The problems of underdevelopment, political instability and bad governance in Africa have been a universal concern. In fact some writers have gone to the extreme in their comments and advocated the recolonisation of the African continent as an antidote to the perennial problems. Pfaff107 argues that a "Cooperative Euro-African trust organisation" should be established and that African countries should assign "a defined (an irrevocable) authority" to it for the purpose of governing them. Helman and Ratner108 make a case for "conservatorship" to address the problems of "newly non-self governing territories" with the participation of the United Nations on three levels, which are "governance assistance", the "delegation of certain governance functions", and "direct UN trusteeship".

We do not subscribe to neocolonisation or any solution which will put foreigners in control of African governance again. The truth is that the colonial masters themselves contributed to the problems facing Africa today by the way they ruled the territories during the colonial administration.109

It is our contention that a strong supranational institution committed to the objectives of ECOWAS can correct the ills in our society and put a smile on the faces of the citizens of the community.
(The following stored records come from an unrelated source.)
//! # toco-kernels
//!
//! Compute kernels for TO-Core tensors.
//!
//! ## Overview
//!
//! - **N-dimensional convolution** ([`convolve`]) over any rank, driven by the
//!   jump tables of the input and the kernel
//! - **Output sizing** ([`output_extents`], [`convolve_new`])
//! - **Parallel convolution** ([`convolve_parallel`], feature `parallel`) that
//!   splits the output along the first axis
//! - **Loss metrics** ([`mse`], [`sad`], [`mad`], [`huber_loss`])
//!
//! ## Quick Start
//!
//! ```rust
//! use toco_core::Tensor;
//! use toco_kernels::{convolve, mad, output_extents, sad};
//!
//! let image = Tensor::<f64>::ones(&[5, 5]).unwrap();
//! let kernel = Tensor::full(&[3, 3], 0.5).unwrap();
//!
//! let extents = output_extents(image.shape(), kernel.shape(), 1).unwrap();
//! let mut response = Tensor::zeros(&extents).unwrap();
//! convolve(&image, &kernel, &mut response, 1).unwrap();
//! assert!(response.iter().all(|&x| x == 4.5));
//!
//! let target = Tensor::full(&extents, 4.0).unwrap();
//! assert_eq!(mad(&response, &target).unwrap(), sad(&response, &target).unwrap() / 9.0);
//! ```
//!
//! ## Features
//!
//! - `parallel` - Enable the parallel convolution entry point (rayon via scirs2-core)
//!
//! ## Logging
//!
//! Convolution emits `tracing` events: `debug` on entry with the operand shapes,
//! `warn` when a precondition rejects the call.

pub mod convolution;
pub mod loss;


// Re-exports
pub use convolution::{convolve, convolve_new, output_extents};
#[cfg(feature = "parallel")]
pub use convolution::convolve_parallel;
pub use loss::{huber_loss, mad, mse, sad};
The recent judgments by the ECOWAS Court of Justice are a pointer to the fact that the quest for a supranational entity in the region is not a wild goose chase. In Dame Hadijatou Mani Koraou v Republic of Niger,110 the Court awarded the sum of CFA 10 000 000 against the Niger Republic in favour of the Applicant on the ground that the Republic of Niger should be held responsible for the failure of its administrative and judicial authorities to provide redress to the Applicant, who suffered from slavery and discrimination. Similarly, in SERAP v The Federal Government of Nigeria,111 the court held that the Government of Nigeria violated Articles 1 and 24 of the African Charter on Human and People's Rights and was therefore liable for human rights violations by the Multinational Companies in the Niger Delta. The Government was therefore ordered to hold the perpetrators liable, to prevent such an occurrence in future, and to take effective measures to salvage the damage done to the environment of the Niger Delta.

We conclude that ECOWAS is not yet a supranational entity like the European Union, but there are enough signs that it may soon become one if present efforts are not jettisoned but improved upon.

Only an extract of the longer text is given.